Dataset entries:
[Start of Attachment]
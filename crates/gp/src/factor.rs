use crate::errors::{GpError, Result};
use linfa::Float;
use linfa_linalg::triangular::*;
use log::debug;
use ndarray::{s, Array1, Array2, ArrayBase, ArrayView2, Axis, Data, Ix1};

/// Storage of a lower triangular Cholesky factor `L` of a (n, n) kernel matrix.
///
/// The factor lives in the top left corner of a square buffer allocated with
/// spare capacity so that appending rows does not reallocate each time.
/// When the capacity is exceeded, the buffer capacity is at least doubled and
/// existing entries are copied over.
#[derive(Clone, Debug)]
pub(crate) struct CholeskyArena<F: Float> {
    buf: Array2<F>,
    n: usize,
}

impl<F: Float> CholeskyArena<F> {
    pub fn with_capacity(capacity: usize) -> Self {
        CholeskyArena {
            buf: Array2::zeros((capacity, capacity)),
            n: 0,
        }
    }

    /// Number of rows which can be stored without reallocation
    pub fn capacity(&self) -> usize {
        self.buf.nrows()
    }

    /// Number of rows of the factor
    pub fn len(&self) -> usize {
        self.n
    }

    /// Ensure the buffer can hold a (n, n) factor
    pub fn reserve(&mut self, n: usize) {
        if n <= self.capacity() {
            return;
        }
        let capacity = n.max(2 * self.capacity());
        debug!("Grow factor storage from {} to {}", self.capacity(), capacity);
        let mut buf = Array2::zeros((capacity, capacity));
        buf.slice_mut(s![..self.n, ..self.n])
            .assign(&self.buf.slice(s![..self.n, ..self.n]));
        self.buf = buf;
    }

    /// The (n, n) lower triangular factor
    pub fn view(&self) -> ArrayView2<F> {
        self.buf.slice(s![..self.n, ..self.n])
    }

    /// Replace the factor by the given (n, n) lower triangular matrix
    pub fn assign(&mut self, l: &Array2<F>) {
        let n = l.nrows();
        self.reserve(n);
        self.buf.slice_mut(s![..n, ..n]).assign(l);
        self.n = n;
    }

    /// Extend the factor by one row given `k`, the covariances of the new point
    /// with the n points already factorized, and `kappa` its regularized variance.
    ///
    /// Solves `L r = k` then sets the new row to `[r, sqrt(kappa - r.r)]`.
    pub fn push_row(&mut self, k: &Array1<F>, kappa: F) -> Result<()> {
        let j = self.n;
        let r = if j == 0 {
            Array1::zeros(0)
        } else {
            self.solve_lower(k)?
        };
        let pivot = kappa - r.dot(&r);
        if pivot.is_nan() || pivot <= F::zero() {
            return Err(GpError::NumericalInstability(format!(
                "non-positive pivot {pivot} while adding sample {j} (duplicate or ill-conditioned input?)"
            )));
        }
        self.reserve(j + 1);
        self.buf.slice_mut(s![j, ..j]).assign(&r);
        self.buf[[j, j]] = pivot.sqrt();
        self.n = j + 1;
        Ok(())
    }

    /// Forget rows from index `n` onwards
    pub fn truncate(&mut self, n: usize) {
        self.n = self.n.min(n);
    }

    pub fn clear(&mut self) {
        self.n = 0;
    }

    /// Solve `L x = b` by forward substitution
    pub fn solve_lower(&self, b: &ArrayBase<impl Data<Elem = F>, Ix1>) -> Result<Array1<F>> {
        let x = self
            .view()
            .solve_triangular(&b.view().insert_axis(Axis(1)), UPLO::Lower)?;
        Ok(x.remove_axis(Axis(1)))
    }

    /// Solve `L^t x = b` by backward substitution
    pub fn solve_upper(&self, b: &ArrayBase<impl Data<Elem = F>, Ix1>) -> Result<Array1<F>> {
        let x = self
            .view()
            .t()
            .solve_triangular(&b.view().insert_axis(Axis(1)), UPLO::Upper)?;
        Ok(x.remove_axis(Axis(1)))
    }

    /// `sum(log(L_ii))`, that is half the log determinant of the factorized matrix
    pub fn half_log_det(&self) -> F {
        self.view().diag().mapv(|v| v.ln()).sum()
    }
}

#[cfg(test)]
mod tests {
    use super::*;
    use approx::assert_abs_diff_eq;
    use ndarray::array;

    // K = [[4, 2, 2], [2, 5, 3], [2, 3, 6]]
    fn expected_factor() -> Array2<f64> {
        array![
            [2., 0., 0.],
            [1., 2., 0.],
            [1., 1., 2.]
        ]
    }

    #[test]
    fn test_push_rows() {
        let mut arena = CholeskyArena::with_capacity(1);
        arena.push_row(&Array1::zeros(0), 4.).unwrap();
        arena.push_row(&array![2.], 5.).unwrap();
        arena.push_row(&array![2., 3.], 6.).unwrap();
        assert_eq!(3, arena.len());
        assert!(arena.capacity() >= 3);
        assert_abs_diff_eq!(expected_factor(), arena.view(), epsilon = 1e-12);
        assert_abs_diff_eq!(3. * 2f64.ln(), arena.half_log_det(), epsilon = 1e-12);
    }

    #[test]
    fn test_non_positive_pivot() {
        let mut arena = CholeskyArena::with_capacity(4);
        arena.push_row(&Array1::zeros(0), 1.).unwrap();
        let res = arena.push_row(&array![1.], 1.);
        assert!(matches!(res, Err(GpError::NumericalInstability(_))));
        assert_eq!(1, arena.len());
        assert!(matches!(
            CholeskyArena::with_capacity(1).push_row(&Array1::zeros(0), 0.),
            Err(GpError::NumericalInstability(_))
        ));
    }

    #[test]
    fn test_reserve_preserves_factor() {
        let mut arena = CholeskyArena::with_capacity(3);
        arena.assign(&expected_factor());
        arena.reserve(4);
        assert_eq!(6, arena.capacity());
        arena.reserve(20);
        assert_eq!(20, arena.capacity());
        assert_eq!(expected_factor(), arena.view());
    }

    #[test]
    fn test_solves() {
        let mut arena = CholeskyArena::with_capacity(3);
        arena.assign(&expected_factor());
        let k = array![[4., 2., 2.], [2., 5., 3.], [2., 3., 6.]];
        let b = array![1., 2., 3.];
        let z = arena.solve_lower(&b).unwrap();
        assert_abs_diff_eq!(b, expected_factor().dot(&z), epsilon = 1e-12);
        let x = arena.solve_upper(&z).unwrap();
        assert_abs_diff_eq!(b, k.dot(&x), epsilon = 1e-12);
    }

    #[test]
    fn test_truncate() {
        let mut arena = CholeskyArena::with_capacity(3);
        arena.assign(&expected_factor());
        arena.truncate(2);
        assert_eq!(array![[2., 0.], [1., 2.]], arena.view());
        arena.push_row(&array![2., 3.], 6.).unwrap();
        assert_eq!(expected_factor(), arena.view());
        arena.clear();
        assert_eq!(0, arena.len());
    }
}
[End of Attachment]
Give back precisely the lines above that start at the line containing "by forward substitution" and end at the line containing "use super::*;", inclusive. No other lines belong in the output.

ANSWER TO THE EXERCISE:
    /// Solve `L x = b` by forward substitution
    pub fn solve_lower(&self, b: &ArrayBase<impl Data<Elem = F>, Ix1>) -> Result<Array1<F>> {
        let x = self
            .view()
            .solve_triangular(&b.view().insert_axis(Axis(1)), UPLO::Lower)?;
        Ok(x.remove_axis(Axis(1)))
    }

    /// Solve `L^t x = b` by backward substitution
    pub fn solve_upper(&self, b: &ArrayBase<impl Data<Elem = F>, Ix1>) -> Result<Array1<F>> {
        let x = self
            .view()
            .t()
            .solve_triangular(&b.view().insert_axis(Axis(1)), UPLO::Upper)?;
        Ok(x.remove_axis(Axis(1)))
    }

    /// `sum(log(L_ii))`, that is half the log determinant of the factorized matrix
    pub fn half_log_det(&self) -> F {
        self.view().diag().mapv(|v| v.ln()).sum()
    }
}

#[cfg(test)]
mod tests {
    use super::*;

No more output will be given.